Na vida contemporânea vivemos sob o domínio da informação (muitas vezes desnecessária e inútil) que traz consigo um apelo subliminar que aumenta de forma drástica o medo e a ansiedade. A Síndrome do Pânico, é fruto da perda de controle da razão que, se deixa dominar por essas emoções. Podemos chamar isso, de falta de soberania emocional. O que é isso? Estamos soberanos com relação ás emoções quando podemos educá-las e dar-lhes um sentido útil e construtivo.
É verdade que o entretenimento como a TV pode piorar a Síndrome do Pânico?
Sim. Claro. Lógico. Nosso corpo não é capaz de selecionar verdades, meias verdades e mentiras, ele sempre reage como se fosse verdade. Sem tempo para refletir nem adquirir idéias e valores próprios, os telespectadores tornam-se presas fáceis da depressão e da Síndrome do Pânico. Remédio? “ Somente a verdade vos libertará”... Disse o Mestre. Verdade será o mesmo que realidade. Mentira será o mesmo que ilusão? O quê comanda a vida das pessoas hoje? Sua realidade ou, a inventada pela mídia?
Quem já sofre de Síndrome do Pânico pode sofrer também de depressão? - Claro. Tem pessoas que são muito ávidas que logo se tornam “gulosas” e querem experimentar de tudo ao mesmo tempo. Paras os que sofrem de Síndrome do Pânico, enquanto as coisas “correm conforme suas expectativas de sucesso” estão livres da depressão; mas, se o sucesso não chega; aí entram em depressão e misturam tudo. Na psiquiatria chamam isso de “transtorno bipolar”.
Afinal de contas, a Síndrome do Pânico é um problema espiritual, emocional ou físico? - Somos uma unidade evolutiva: Espírito, perispírito (corpo mental, emocional), corpo físico. Se um tem problema; todos os outros também estão comprometidos. Mas, a doença sempre começa nas escolhas inadequadas do espírito, sempre.
Se a doença é sempre obra do espírito, porquê os remédios físicos atuam e até podem levar á cura?

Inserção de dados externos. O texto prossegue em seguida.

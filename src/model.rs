//! Core data model: sessions, per-file state, and the hash/record types that
//! flow between the pipeline stages.

use std::collections::BTreeMap;
use std::path::PathBuf;

use chrono::{DateTime, Utc};
use serde::{Deserialize, Serialize};

/// A content hash with its algorithm tag.
#[derive(Debug, Clone, PartialEq, Eq, Serialize, Deserialize)]
pub struct FileHash {
    pub algorithm: HashAlgorithm,
    pub value: String,
}

/// Hash algorithms this engine produces. `Blake3Short` is the first 16 hex
/// characters of the full BLAKE3 digest, used as the canonical short identifier.
#[derive(Debug, Clone, Copy, PartialEq, Eq, Serialize, Deserialize)]
#[serde(rename_all = "kebab-case")]
pub enum HashAlgorithm {
    Blake3,
    Blake3Short,
    Sha256,
    Sha512,
}

impl HashAlgorithm {
    pub fn name(self) -> &'static str {
        match self {
            HashAlgorithm::Blake3 => "blake3",
            HashAlgorithm::Blake3Short => "blake3-16",
            HashAlgorithm::Sha256 => "sha256",
            HashAlgorithm::Sha512 => "sha512",
        }
    }
}

/// Coarse file-type classification emitted by the classifier.
#[derive(Debug, Clone, Copy, PartialEq, Eq, Serialize, Deserialize)]
#[serde(rename_all = "lowercase")]
pub enum FileCategory {
    Image,
    Video,
    Audio,
    Document,
    Archive,
    Sidecar,
    Ebook,
    Executable,
    Data,
    Other,
}

/// Per-file lifecycle status within a session. Transitions are monotonic for
/// success (`Pending -> Hashed -> Copied -> Validated`); `Skipped` and `Error`
/// are terminal.
#[derive(Debug, Clone, Copy, PartialEq, Eq, Serialize, Deserialize)]
#[serde(rename_all = "lowercase")]
pub enum FileStatus {
    Pending,
    Hashed,
    Copied,
    Validated,
    Skipped,
    Error,
}

/// Session-level stage, mirroring the pipeline state machine.
#[derive(Debug, Clone, Copy, PartialEq, Eq, Serialize, Deserialize)]
#[serde(rename_all = "kebab-case")]
pub enum SessionStatus {
    Pending,
    Scanning,
    DetectingDevice,
    DetectingRelated,
    Hashing,
    Copying,
    Validating,
    Renaming,
    ExtractingMetadata,
    GeneratingSidecars,
    GeneratingManifest,
    Completed,
    Failed,
    Paused,
}

/// Storage class used to select concurrency, block size, and inter-op delay.
#[derive(Debug, Clone, Copy, PartialEq, Eq, Serialize, Deserialize)]
#[serde(rename_all = "kebab-case")]
pub enum StorageClass {
    LocalSsd,
    CameraMedia,
    Network,
    Unknown,
}

/// A companion file copied alongside a primary media file.
#[derive(Debug, Clone, Serialize, Deserialize)]
pub struct CopiedCompanion {
    pub source_path: PathBuf,
    pub dest_path: PathBuf,
    pub extension: String,
    pub hash: String,
    pub size: u64,
    #[serde(skip_serializing_if = "Option::is_none")]
    pub content_base64: Option<String>,
}

/// An event in a file's chain of custody.
#[derive(Debug, Clone, Serialize, Deserialize)]
pub struct CustodyEvent {
    pub event_id: String,
    pub event_timestamp: DateTime<Utc>,
    pub event_action: CustodyAction,
    pub event_outcome: CustodyOutcome,
    #[serde(skip_serializing_if = "Option::is_none")]
    pub event_location: Option<String>,
    pub event_host: String,
    pub event_user: String,
    pub event_tool: String,
    #[serde(skip_serializing_if = "Option::is_none")]
    pub event_hash: Option<String>,
    #[serde(skip_serializing_if = "Option::is_none")]
    pub event_hash_algorithm: Option<String>,
    #[serde(skip_serializing_if = "Option::is_none")]
    pub event_notes: Option<String>,
}

#[derive(Debug, Clone, Copy, PartialEq, Eq, Serialize, Deserialize)]
#[serde(rename_all = "snake_case")]
pub enum CustodyAction {
    Ingestion,
    MessageDigestCalculation,
    FixityCheck,
    Migration,
    MetadataModification,
}

#[derive(Debug, Clone, Copy, PartialEq, Eq, Serialize, Deserialize)]
#[serde(rename_all = "lowercase")]
pub enum CustodyOutcome {
    Success,
    Failure,
    Partial,
}

/// Mutable per-file record held in memory for the duration of a session and
/// checkpointed to disk. Owned exclusively by the pipeline driver thread;
/// workers return immutable results that the driver folds in.
#[derive(Debug, Clone, Serialize, Deserialize)]
pub struct FileState {
    pub source_path: PathBuf,
    pub relative_path: PathBuf,
    pub size: u64,

    #[serde(skip_serializing_if = "Option::is_none")]
    pub hash_full: Option<String>,
    #[serde(skip_serializing_if = "Option::is_none")]
    pub hash_short: Option<String>,
    #[serde(skip_serializing_if = "Option::is_none")]
    pub dest_hash_full: Option<String>,

    #[serde(skip_serializing_if = "Option::is_none")]
    pub dest_path: Option<PathBuf>,
    pub original_name: String,
    #[serde(skip_serializing_if = "Option::is_none")]
    pub final_name: Option<String>,

    #[serde(skip_serializing_if = "Option::is_none")]
    pub category: Option<FileCategory>,
    pub is_primary: bool,
    pub related_files: Vec<PathBuf>,
    pub copied_companions: Vec<CopiedCompanion>,

    pub metadata: BTreeMap<String, serde_json::Value>,

    pub status: FileStatus,
    #[serde(skip_serializing_if = "Option::is_none")]
    pub error: Option<String>,
}

impl FileState {
    pub fn new(source_path: PathBuf, relative_path: PathBuf, size: u64) -> Self {
        let original_name = source_path
            .file_name()
            .map(|n| n.to_string_lossy().into_owned())
            .unwrap_or_default();
        Self {
            source_path,
            relative_path,
            size,
            hash_full: None,
            hash_short: None,
            dest_hash_full: None,
            dest_path: None,
            original_name,
            final_name: None,
            category: None,
            is_primary: true,
            related_files: Vec::new(),
            copied_companions: Vec::new(),
            metadata: BTreeMap::new(),
            status: FileStatus::Pending,
            error: None,
        }
    }

    /// Whether `destHashFull == hashFull`, the condition under which a file
    /// may transition to `Validated`.
    pub fn hash_matches(&self) -> bool {
        match (&self.hash_full, &self.dest_hash_full) {
            (Some(a), Some(b)) => a.eq_ignore_ascii_case(b),
            _ => false,
        }
    }
}

/// The live session: the single ownership root for a run of the pipeline.
#[derive(Debug, Clone, Serialize, Deserialize)]
pub struct Session {
    pub id: String,
    pub status: SessionStatus,
    pub source: PathBuf,
    pub destination: PathBuf,

    pub total_files: u64,
    pub processed_files: u64,
    pub duplicate_files: u64,
    pub renamed_files: u64,
    pub sidecar_files: u64,
    pub error_files: u64,
    pub total_bytes: u64,
    pub processed_bytes: u64,

    pub started_at: DateTime<Utc>,
    #[serde(skip_serializing_if = "Option::is_none")]
    pub completed_at: Option<DateTime<Utc>>,
    #[serde(skip_serializing_if = "Option::is_none")]
    pub error: Option<String>,

    #[serde(skip_serializing_if = "Option::is_none")]
    pub batch_id: Option<String>,
    #[serde(skip_serializing_if = "Option::is_none")]
    pub batch_name: Option<String>,

    #[serde(skip_serializing_if = "Option::is_none")]
    pub source_device: Option<String>,
    #[serde(skip_serializing_if = "Option::is_none")]
    pub source_type: Option<String>,
    #[serde(skip_serializing_if = "Option::is_none")]
    pub source_volume: Option<String>,
    #[serde(skip_serializing_if = "Option::is_none")]
    pub source_volume_serial: Option<String>,

    pub files: Vec<FileState>,
}

impl Session {
    pub fn new(id: String, source: PathBuf, destination: PathBuf, started_at: DateTime<Utc>) -> Self {
        Self {
            id,
            status: SessionStatus::Pending,
            source,
            destination,
            total_files: 0,
            processed_files: 0,
            duplicate_files: 0,
            renamed_files: 0,
            sidecar_files: 0,
            error_files: 0,
            total_bytes: 0,
            processed_bytes: 0,
            started_at,
            completed_at: None,
            error: None,
            batch_id: None,
            batch_name: None,
            source_device: None,
            source_type: None,
            source_volume: None,
            source_volume_serial: None,
            files: Vec::new(),
        }
    }
}

/// Terminal outcome of a pipeline run, surfaced to the embedding application.
/// Translating this into a process exit code is the caller's job.
#[derive(Debug, Clone, Copy, PartialEq, Eq)]
pub enum SessionOutcome {
    Success,
    CompletedWithErrors,
    Failed,
}

impl Session {
    pub fn outcome(&self) -> SessionOutcome {
        match self.status {
            SessionStatus::Completed if self.error_files == 0 => SessionOutcome::Success,
            SessionStatus::Completed => SessionOutcome::CompletedWithErrors,
            _ => SessionOutcome::Failed,
        }
    }
}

A comunicação entre os vários componentes do ser humano, é sempre uma estrada de mão dupla: se o corpo físico é temporariamente harmonizado, o espírito passa a ter condições de reformar escolhas e de reparar erros; caso contrário, logo tudo está de volta: são as recaídas, ainda inevitáveis para a maioria; uma queda atrás da outra... Motivos? (estude o “Saúde ou doença...”, não torne sua vida num “romance lindo e lacrimoso” que, fará muitos retardatários da evolução chorarem com o final infeliz...).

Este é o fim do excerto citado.